> _Work request_: Look through the data and write out every line with the word "message" in it.

Stored data
//! Record-amendment workflow: a patient requests a change, a doctor decides.

use serde::{Deserialize, Serialize};

use super::clinical::{opt_string_or_number, string_or_number};

#[derive(Clone, Debug, PartialEq, Eq, Serialize, Deserialize)]
#[serde(rename_all = "kebab-case")]
pub enum AdjustmentStatus {
    Requested,
    UnderReview,
    Approved,
    Rejected,
}

impl AdjustmentStatus {
    pub fn as_str(&self) -> &'static str {
        match self {
            AdjustmentStatus::Requested => "requested",
            AdjustmentStatus::UnderReview => "under-review",
            AdjustmentStatus::Approved => "approved",
            AdjustmentStatus::Rejected => "rejected",
        }
    }

    /// Whether a doctor can still decide on the request.
    pub fn is_open(&self) -> bool {
        matches!(
            self,
            AdjustmentStatus::Requested | AdjustmentStatus::UnderReview
        )
    }
}

#[derive(Clone, Debug, PartialEq, Deserialize)]
pub struct AdjustmentDecision {
    #[serde(default, deserialize_with = "opt_string_or_number")]
    pub decided_by: Option<String>,
    pub status: AdjustmentStatus,
    #[serde(default)]
    pub rationale: Option<String>,
}

#[derive(Clone, Debug, PartialEq, Deserialize)]
pub struct Adjustment {
    #[serde(deserialize_with = "string_or_number")]
    pub id: String,
    #[serde(deserialize_with = "string_or_number")]
    pub patient_id: String,
    #[serde(default)]
    pub order_id: Option<String>,
    pub field_path: String,
    #[serde(default)]
    pub new_value: String,
    #[serde(default)]
    pub reason: String,
    pub status: AdjustmentStatus,
    #[serde(default)]
    pub decision: Option<AdjustmentDecision>,
    #[serde(default)]
    pub created_at: Option<String>,
}

#[derive(Clone, Debug, Default, PartialEq, Deserialize)]
pub struct AdjustmentList {
    #[serde(default)]
    pub adjustments: Vec<Adjustment>,
}

/// Query of `GET /adjustments`.
#[derive(Clone, Debug, Default, PartialEq)]
pub struct AdjustmentFilter {
    pub status: Option<AdjustmentStatus>,
    pub patient_id: Option<String>,
}

impl AdjustmentFilter {
    /// Query string including the leading `?`, or empty.
    pub fn query(&self) -> String {
        let mut params = Vec::new();
        if let Some(status) = &self.status {
            params.push(format!("status_filter={}", status.as_str()));
        }
        if let Some(patient_id) = &self.patient_id {
            params.push(format!("patient_id={}", urlencoding::encode(patient_id)));
        }
        if params.is_empty() {
            String::new()
        } else {
            format!("?{}", params.join("&"))
        }
    }
}

#[derive(Clone, Debug, PartialEq, Serialize)]
pub struct CreateAdjustmentRequest {
    pub patient_id: String,
    #[serde(skip_serializing_if = "Option::is_none")]
    pub order_id: Option<String>,
    pub field_path: String,
    pub new_value: String,
    pub reason: String,
}

#[derive(Clone, Debug, PartialEq, Serialize)]
pub struct AdjustmentDecisionRequest {
    pub status: AdjustmentStatus,
    #[serde(skip_serializing_if = "Option::is_none")]
    pub rationale: Option<String>,
}

/// Answer to `POST /adjustments/{id}/decision`.
#[derive(Clone, Debug, PartialEq, Deserialize)]
pub struct DecisionOutcome {
    pub adjustment: Adjustment,
    #[serde(default, rename = "carePlanRevision")]
    pub care_plan_revision: Option<serde_json::Value>,
}

/// Answer to `POST /adjustments`.
#[derive(Clone, Debug, PartialEq, Deserialize)]
pub struct AdjustmentEnvelope {
    pub adjustment: Adjustment,
}

#[cfg(test)]
mod tests {
    use super::*;

    #[test]
    fn test_status_wire_names() {
        let status: AdjustmentStatus = serde_json::from_str("\"under-review\"").unwrap();
        assert_eq!(status, AdjustmentStatus::UnderReview);
        assert_eq!(
            serde_json::to_string(&AdjustmentStatus::Rejected).unwrap(),
            "\"rejected\""
        );
        assert!(status.is_open());
        assert!(!AdjustmentStatus::Approved.is_open());
    }

    #[test]
    fn test_filter_query() {
        assert_eq!(AdjustmentFilter::default().query(), "");
        let filter = AdjustmentFilter {
            status: Some(AdjustmentStatus::UnderReview),
            patient_id: Some("p 1".into()),
        };
        assert_eq!(filter.query(), "?status_filter=under-review&patient_id=p%201");
    }
}
use api::models::AlertStatusUpdate;
use api::RequestSequencer;
use dioxus::prelude::*;

use crate::notice::{notify, use_notices, NoticeLevel};
use crate::session::{report_api_error, use_client, use_session};
use crate::view_model::dashboard::{dashboard_view, AlertRow, DashboardView};

/// Monitoring summary for one patient.
///
/// With `patient_id` set the panel is pinned to that patient; otherwise the doctor
/// types the id. The last viewed id lives only as long as the page.
#[component]
pub fn DashboardPanel(patient_id: Option<String>) -> Element {
    let client = use_client();
    let mut session = use_session();
    let mut notices = use_notices();
    let sequencer = use_hook(RequestSequencer::new);
    let pinned = patient_id.clone();
    let mut input = use_signal(|| patient_id.clone().unwrap_or_default());
    let mut last_viewed = use_signal(|| Option::<String>::None);
    let mut view = use_signal(|| Option::<DashboardView>::None);

    let load = use_callback(move |target: String| {
        let client = client.clone();
        let sequencer = sequencer.clone();
        spawn(async move {
            let ticket = sequencer.begin();
            let result = client.dashboard(&target).await;
            if !sequencer.try_apply(ticket) {
                return;
            }
            match result {
                Ok(summary) => {
                    view.set(Some(dashboard_view(&summary)));
                    last_viewed.set(Some(target));
                }
                Err(e) => report_api_error(&mut notices, &mut session, &e, "Could not load the dashboard"),
            }
        });
    });

    let handle_submit = move |evt: FormEvent| {
        evt.prevent_default();
        let target = input().trim().to_string();
        if target.is_empty() {
            notify(&mut notices, NoticeLevel::Warning, "Enter a patient id");
            return;
        }
        load.call(target);
    };

    let on_status_changed = move |_| {
        if let Some(target) = last_viewed() {
            load.call(target);
        }
    };

    rsx! {
        section {
            class: "panel",
            h3 { "Monitoring dashboard" }
            form {
                onsubmit: handle_submit,
                if pinned.is_none() {
                    input {
                        placeholder: "Patient id",
                        value: input(),
                        oninput: move |evt: FormEvent| input.set(evt.value()),
                    }
                }
                button { class: "btn btn-secondary", r#type: "submit", "Show dashboard" }
            }
            if let Some(view) = view() {
                div {
                    class: "dashboard",
                    h4 { "{view.title}" }
                    div {
                        class: "dashboard-stats",
                        span { "Care plan: {view.careplan}" }
                        span { "Active alerts: {view.active_alerts}" }
                        span { "Adherence: {view.adherence}" }
                    }
                    if !view.vitals.is_empty() {
                        table {
                            class: "vitals",
                            for vital in view.vitals.iter() {
                                tr {
                                    key: "{vital.code}",
                                    td { "{vital.code}" }
                                    td { "{vital.value}" }
                                    td { {vital.when.clone().unwrap_or_default()} }
                                }
                            }
                        }
                    }
                    if view.alerts.is_empty() {
                        p { class: "empty", "No alerts." }
                    }
                    for alert in view.alerts.into_iter() {
                        AlertItem { key: "{alert.id}", alert: alert.clone(), on_changed: on_status_changed }
                    }
                }
            }
        }
    }
}

#[component]
fn AlertItem(alert: AlertRow, on_changed: EventHandler<()>) -> Element {
    let client = use_client();
    let mut session = use_session();
    let mut notices = use_notices();
    let alert_id = alert.id.clone();
    let action = alert.next.clone();

    let advance = move |_| {
        let Some(action) = action.clone() else {
            return;
        };
        let client = client.clone();
        let alert_id = alert_id.clone();
        spawn(async move {
            let update = AlertStatusUpdate {
                status: action.target,
                notes: None,
            };
            match client.update_alert_status(&alert_id, &update).await {
                Ok(_) => on_changed.call(()),
                Err(e) => report_api_error(&mut notices, &mut session, &e, "Could not update the alert"),
            }
        });
    };

    rsx! {
        div {
            class: "alert-item severity-{alert.severity}",
            div {
                class: "alert-header",
                strong { "{alert.code}" }
                span { class: "status", "{alert.status}" }
            }
            if !alert.message.is_empty() {
                p { "{alert.message}" }
            }
            if let Some(observed) = alert.observed.as_ref() {
                small { "{observed}" }
            }
            if let Some(next) = alert.next.as_ref() {
                button { class: "btn btn-small", onclick: advance, "{next.label}" }
            }
        }
    }
}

> _Response to the task_:
            if !alert.message.is_empty() {
                p { "{alert.message}" }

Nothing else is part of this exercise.